_Work task_
Exactly as written, retype all of the records that come next.

BEGIN Extracted information

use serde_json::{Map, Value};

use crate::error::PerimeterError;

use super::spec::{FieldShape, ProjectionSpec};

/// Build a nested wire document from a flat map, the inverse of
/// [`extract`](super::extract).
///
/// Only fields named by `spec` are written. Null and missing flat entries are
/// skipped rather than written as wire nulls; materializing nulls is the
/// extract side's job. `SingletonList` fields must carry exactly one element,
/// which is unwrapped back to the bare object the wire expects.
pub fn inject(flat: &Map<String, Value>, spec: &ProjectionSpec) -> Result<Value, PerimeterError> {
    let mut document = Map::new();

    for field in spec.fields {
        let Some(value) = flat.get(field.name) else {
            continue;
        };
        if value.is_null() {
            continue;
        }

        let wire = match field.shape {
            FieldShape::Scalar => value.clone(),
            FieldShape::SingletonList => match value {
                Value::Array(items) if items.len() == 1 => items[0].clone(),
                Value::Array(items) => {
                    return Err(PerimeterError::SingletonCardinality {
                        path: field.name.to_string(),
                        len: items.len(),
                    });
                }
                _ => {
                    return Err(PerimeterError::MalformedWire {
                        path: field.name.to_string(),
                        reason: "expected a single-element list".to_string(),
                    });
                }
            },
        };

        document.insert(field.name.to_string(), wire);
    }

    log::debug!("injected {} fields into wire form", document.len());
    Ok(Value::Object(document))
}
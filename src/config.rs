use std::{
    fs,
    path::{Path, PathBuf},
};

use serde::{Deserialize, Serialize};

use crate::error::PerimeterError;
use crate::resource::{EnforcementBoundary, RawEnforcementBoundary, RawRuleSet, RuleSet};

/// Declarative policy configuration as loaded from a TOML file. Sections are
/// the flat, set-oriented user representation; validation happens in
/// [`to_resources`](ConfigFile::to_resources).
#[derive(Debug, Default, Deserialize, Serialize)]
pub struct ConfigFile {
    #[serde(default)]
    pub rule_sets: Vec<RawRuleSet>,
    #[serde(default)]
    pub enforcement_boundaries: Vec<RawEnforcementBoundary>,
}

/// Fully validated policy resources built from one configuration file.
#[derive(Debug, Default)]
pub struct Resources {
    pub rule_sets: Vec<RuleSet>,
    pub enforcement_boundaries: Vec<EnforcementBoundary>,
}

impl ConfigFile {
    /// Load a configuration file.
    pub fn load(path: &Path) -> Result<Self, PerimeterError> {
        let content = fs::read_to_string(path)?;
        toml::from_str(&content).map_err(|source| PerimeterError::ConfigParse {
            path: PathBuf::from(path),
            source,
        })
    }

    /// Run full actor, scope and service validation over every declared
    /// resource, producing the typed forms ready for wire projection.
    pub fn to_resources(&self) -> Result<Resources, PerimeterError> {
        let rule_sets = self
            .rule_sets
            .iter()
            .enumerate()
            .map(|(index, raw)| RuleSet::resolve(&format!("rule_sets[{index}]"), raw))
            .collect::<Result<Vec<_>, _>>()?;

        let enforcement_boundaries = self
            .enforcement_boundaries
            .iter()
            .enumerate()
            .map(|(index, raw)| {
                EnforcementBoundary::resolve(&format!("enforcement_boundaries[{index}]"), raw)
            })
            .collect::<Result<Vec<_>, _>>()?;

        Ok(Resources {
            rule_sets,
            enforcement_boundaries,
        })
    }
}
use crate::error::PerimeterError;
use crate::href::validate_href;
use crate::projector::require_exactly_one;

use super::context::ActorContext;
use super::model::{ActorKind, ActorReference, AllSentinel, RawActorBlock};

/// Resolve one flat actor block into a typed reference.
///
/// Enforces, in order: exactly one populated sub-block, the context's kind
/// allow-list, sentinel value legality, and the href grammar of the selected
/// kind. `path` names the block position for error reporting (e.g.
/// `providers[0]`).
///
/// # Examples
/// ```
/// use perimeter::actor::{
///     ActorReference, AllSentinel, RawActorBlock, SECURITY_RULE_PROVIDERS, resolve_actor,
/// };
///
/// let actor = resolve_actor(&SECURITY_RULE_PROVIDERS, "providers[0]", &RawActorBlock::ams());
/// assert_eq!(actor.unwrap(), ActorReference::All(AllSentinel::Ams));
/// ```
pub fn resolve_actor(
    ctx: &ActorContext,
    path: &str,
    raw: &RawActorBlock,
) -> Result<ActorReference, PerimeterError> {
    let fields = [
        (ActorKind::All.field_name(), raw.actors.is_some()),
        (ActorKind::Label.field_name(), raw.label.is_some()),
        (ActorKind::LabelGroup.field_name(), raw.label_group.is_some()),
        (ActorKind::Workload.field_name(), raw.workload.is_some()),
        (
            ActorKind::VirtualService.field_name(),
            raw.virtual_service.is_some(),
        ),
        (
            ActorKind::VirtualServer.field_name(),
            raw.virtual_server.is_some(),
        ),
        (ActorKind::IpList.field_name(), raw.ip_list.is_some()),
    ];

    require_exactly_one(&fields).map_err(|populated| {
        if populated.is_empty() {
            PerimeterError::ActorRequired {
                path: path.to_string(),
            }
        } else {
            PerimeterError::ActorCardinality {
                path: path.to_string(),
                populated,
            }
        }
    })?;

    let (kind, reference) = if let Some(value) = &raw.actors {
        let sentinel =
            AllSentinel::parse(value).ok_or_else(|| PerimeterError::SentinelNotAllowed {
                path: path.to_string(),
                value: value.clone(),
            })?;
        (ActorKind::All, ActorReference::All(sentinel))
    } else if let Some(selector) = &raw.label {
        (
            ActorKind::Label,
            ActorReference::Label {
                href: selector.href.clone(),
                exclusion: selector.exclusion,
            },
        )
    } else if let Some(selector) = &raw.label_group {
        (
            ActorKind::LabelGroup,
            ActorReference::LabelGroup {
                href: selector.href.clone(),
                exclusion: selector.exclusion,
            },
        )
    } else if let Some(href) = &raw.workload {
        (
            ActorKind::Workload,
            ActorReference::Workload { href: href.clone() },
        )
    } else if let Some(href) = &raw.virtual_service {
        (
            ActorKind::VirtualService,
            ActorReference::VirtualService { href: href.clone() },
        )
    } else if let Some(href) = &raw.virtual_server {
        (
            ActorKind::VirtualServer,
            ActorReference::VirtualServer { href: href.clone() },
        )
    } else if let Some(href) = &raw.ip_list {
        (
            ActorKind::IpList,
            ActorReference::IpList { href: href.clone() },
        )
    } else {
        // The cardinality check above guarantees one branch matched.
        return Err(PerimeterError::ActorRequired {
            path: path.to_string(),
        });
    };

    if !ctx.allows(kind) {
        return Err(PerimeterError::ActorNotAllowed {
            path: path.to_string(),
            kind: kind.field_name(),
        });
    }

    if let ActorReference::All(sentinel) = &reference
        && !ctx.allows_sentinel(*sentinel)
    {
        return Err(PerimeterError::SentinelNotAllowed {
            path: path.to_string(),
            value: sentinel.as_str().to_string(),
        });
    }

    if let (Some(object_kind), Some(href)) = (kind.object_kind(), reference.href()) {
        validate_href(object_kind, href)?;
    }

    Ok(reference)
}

END Extracted information

_Solution for this problem_
use serde_json::{Map, Value};

use crate::error::PerimeterError;

use super::spec::{FieldShape, ProjectionSpec};

/// Build a nested wire document from a flat map, the inverse of
/// [`extract`](super::extract).
///
/// Only fields named by `spec` are written. Null and missing flat entries are
/// skipped rather than written as wire nulls; materializing nulls is the
/// extract side's job. `SingletonList` fields must carry exactly one element,
/// which is unwrapped back to the bare object the wire expects.
pub fn inject(flat: &Map<String, Value>, spec: &ProjectionSpec) -> Result<Value, PerimeterError> {
    let mut document = Map::new();

    for field in spec.fields {
        let Some(value) = flat.get(field.name) else {
            continue;
        };
        if value.is_null() {
            continue;
        }

        let wire = match field.shape {
            FieldShape::Scalar => value.clone(),
            FieldShape::SingletonList => match value {
                Value::Array(items) if items.len() == 1 => items[0].clone(),
                Value::Array(items) => {
                    return Err(PerimeterError::SingletonCardinality {
                        path: field.name.to_string(),
                        len: items.len(),
                    });
                }
                _ => {
                    return Err(PerimeterError::MalformedWire {
                        path: field.name.to_string(),
                        reason: "expected a single-element list".to_string(),
                    });
                }
            },
        };

        document.insert(field.name.to_string(), wire);
    }

    log::debug!("injected {} fields into wire form", document.len());
    Ok(Value::Object(document))
}
filename src/config.rs
use std::{
    fs,
    path::{Path, PathBuf},
};

use serde::{Deserialize, Serialize};

use crate::error::PerimeterError;
use crate::resource::{EnforcementBoundary, RawEnforcementBoundary, RawRuleSet, RuleSet};

/// Declarative policy configuration as loaded from a TOML file. Sections are
/// the flat, set-oriented user representation; validation happens in
/// [`to_resources`](ConfigFile::to_resources).
#[derive(Debug, Default, Deserialize, Serialize)]
pub struct ConfigFile {
    #[serde(default)]
    pub rule_sets: Vec<RawRuleSet>,
    #[serde(default)]
    pub enforcement_boundaries: Vec<RawEnforcementBoundary>,
}

/// Fully validated policy resources built from one configuration file.
#[derive(Debug, Default)]
pub struct Resources {
    pub rule_sets: Vec<RuleSet>,
    pub enforcement_boundaries: Vec<EnforcementBoundary>,
}

impl ConfigFile {
    /// Load a configuration file.
    pub fn load(path: &Path) -> Result<Self, PerimeterError> {
        let content = fs::read_to_string(path)?;
        toml::from_str(&content).map_err(|source| PerimeterError::ConfigParse {
            path: PathBuf::from(path),
            source,
        })
    }

    /// Run full actor, scope and service validation over every declared
    /// resource, producing the typed forms ready for wire projection.
    pub fn to_resources(&self) -> Result<Resources, PerimeterError> {
        let rule_sets = self
            .rule_sets
            .iter()
            .enumerate()
            .map(|(index, raw)| RuleSet::resolve(&format!("rule_sets[{index}]"), raw))
            .collect::<Result<Vec<_>, _>>()?;

        let enforcement_boundaries = self
            .enforcement_boundaries
            .iter()
            .enumerate()
            .map(|(index, raw)| {
                EnforcementBoundary::resolve(&format!("enforcement_boundaries[{index}]"), raw)
            })
            .collect::<Result<Vec<_>, _>>()?;

        Ok(Resources {
            rule_sets,
            enforcement_boundaries,
        })
    }
}
use crate::error::PerimeterError;
use crate::href::validate_href;
use crate::projector::require_exactly_one;

use super::context::ActorContext;
use super::model::{ActorKind, ActorReference, AllSentinel, RawActorBlock};

/// Resolve one flat actor block into a typed reference.
///
/// Enforces, in order: exactly one populated sub-block, the context's kind
/// allow-list, sentinel value legality, and the href grammar of the selected
/// kind. `path` names the block position for error reporting (e.g.
/// `providers[0]`).
///
/// # Examples
/// ```
/// use perimeter::actor::{
///     ActorReference, AllSentinel, RawActorBlock, SECURITY_RULE_PROVIDERS, resolve_actor,
/// };
///
/// let actor = resolve_actor(&SECURITY_RULE_PROVIDERS, "providers[0]", &RawActorBlock::ams());
/// assert_eq!(actor.unwrap(), ActorReference::All(AllSentinel::Ams));
/// ```
pub fn resolve_actor(
    ctx: &ActorContext,
    path: &str,
    raw: &RawActorBlock,
) -> Result<ActorReference, PerimeterError> {
    let fields = [
        (ActorKind::All.field_name(), raw.actors.is_some()),
        (ActorKind::Label.field_name(), raw.label.is_some()),
        (ActorKind::LabelGroup.field_name(), raw.label_group.is_some()),
        (ActorKind::Workload.field_name(), raw.workload.is_some()),
        (
            ActorKind::VirtualService.field_name(),
            raw.virtual_service.is_some(),
        ),
        (
            ActorKind::VirtualServer.field_name(),
            raw.virtual_server.is_some(),
        ),
        (ActorKind::IpList.field_name(), raw.ip_list.is_some()),
    ];

    require_exactly_one(&fields).map_err(|populated| {
        if populated.is_empty() {
            PerimeterError::ActorRequired {
                path: path.to_string(),
            }
        } else {
            PerimeterError::ActorCardinality {
                path: path.to_string(),
                populated,
            }
        }
    })?;

    let (kind, reference) = if let Some(value) = &raw.actors {
        let sentinel =
            AllSentinel::parse(value).ok_or_else(|| PerimeterError::SentinelNotAllowed {
                path: path.to_string(),
                value: value.clone(),
            })?;
        (ActorKind::All, ActorReference::All(sentinel))
    } else if let Some(selector) = &raw.label {
        (
            ActorKind::Label,
            ActorReference::Label {
                href: selector.href.clone(),
                exclusion: selector.exclusion,
            },
        )
    } else if let Some(selector) = &raw.label_group {
        (
            ActorKind::LabelGroup,
            ActorReference::LabelGroup {
                href: selector.href.clone(),
                exclusion: selector.exclusion,
            },
        )
    } else if let Some(href) = &raw.workload {
        (
            ActorKind::Workload,
            ActorReference::Workload { href: href.clone() },
        )
    } else if let Some(href) = &raw.virtual_service {
        (
            ActorKind::VirtualService,
            ActorReference::VirtualService { href: href.clone() },
        )
    } else if let Some(href) = &raw.virtual_server {
        (
            ActorKind::VirtualServer,
            ActorReference::VirtualServer { href: href.clone() },
        )
    } else if let Some(href) = &raw.ip_list {
        (
            ActorKind::IpList,
            ActorReference::IpList { href: href.clone() },
        )
    } else {
        // The cardinality check above guarantees one branch matched.
        return Err(PerimeterError::ActorRequired {
            path: path.to_string(),
        });
    };

    if !ctx.allows(kind) {
        return Err(PerimeterError::ActorNotAllowed {
            path: path.to_string(),
            kind: kind.field_name(),
        });
    }

    if let ActorReference::All(sentinel) = &reference
        && !ctx.allows_sentinel(*sentinel)
    {
        return Err(PerimeterError::SentinelNotAllowed {
            path: path.to_string(),
            value: sentinel.as_str().to_string(),
        });
    }

    if let (Some(object_kind), Some(href)) = (kind.object_kind(), reference.href()) {
        validate_href(object_kind, href)?;
    }

    Ok(reference)
}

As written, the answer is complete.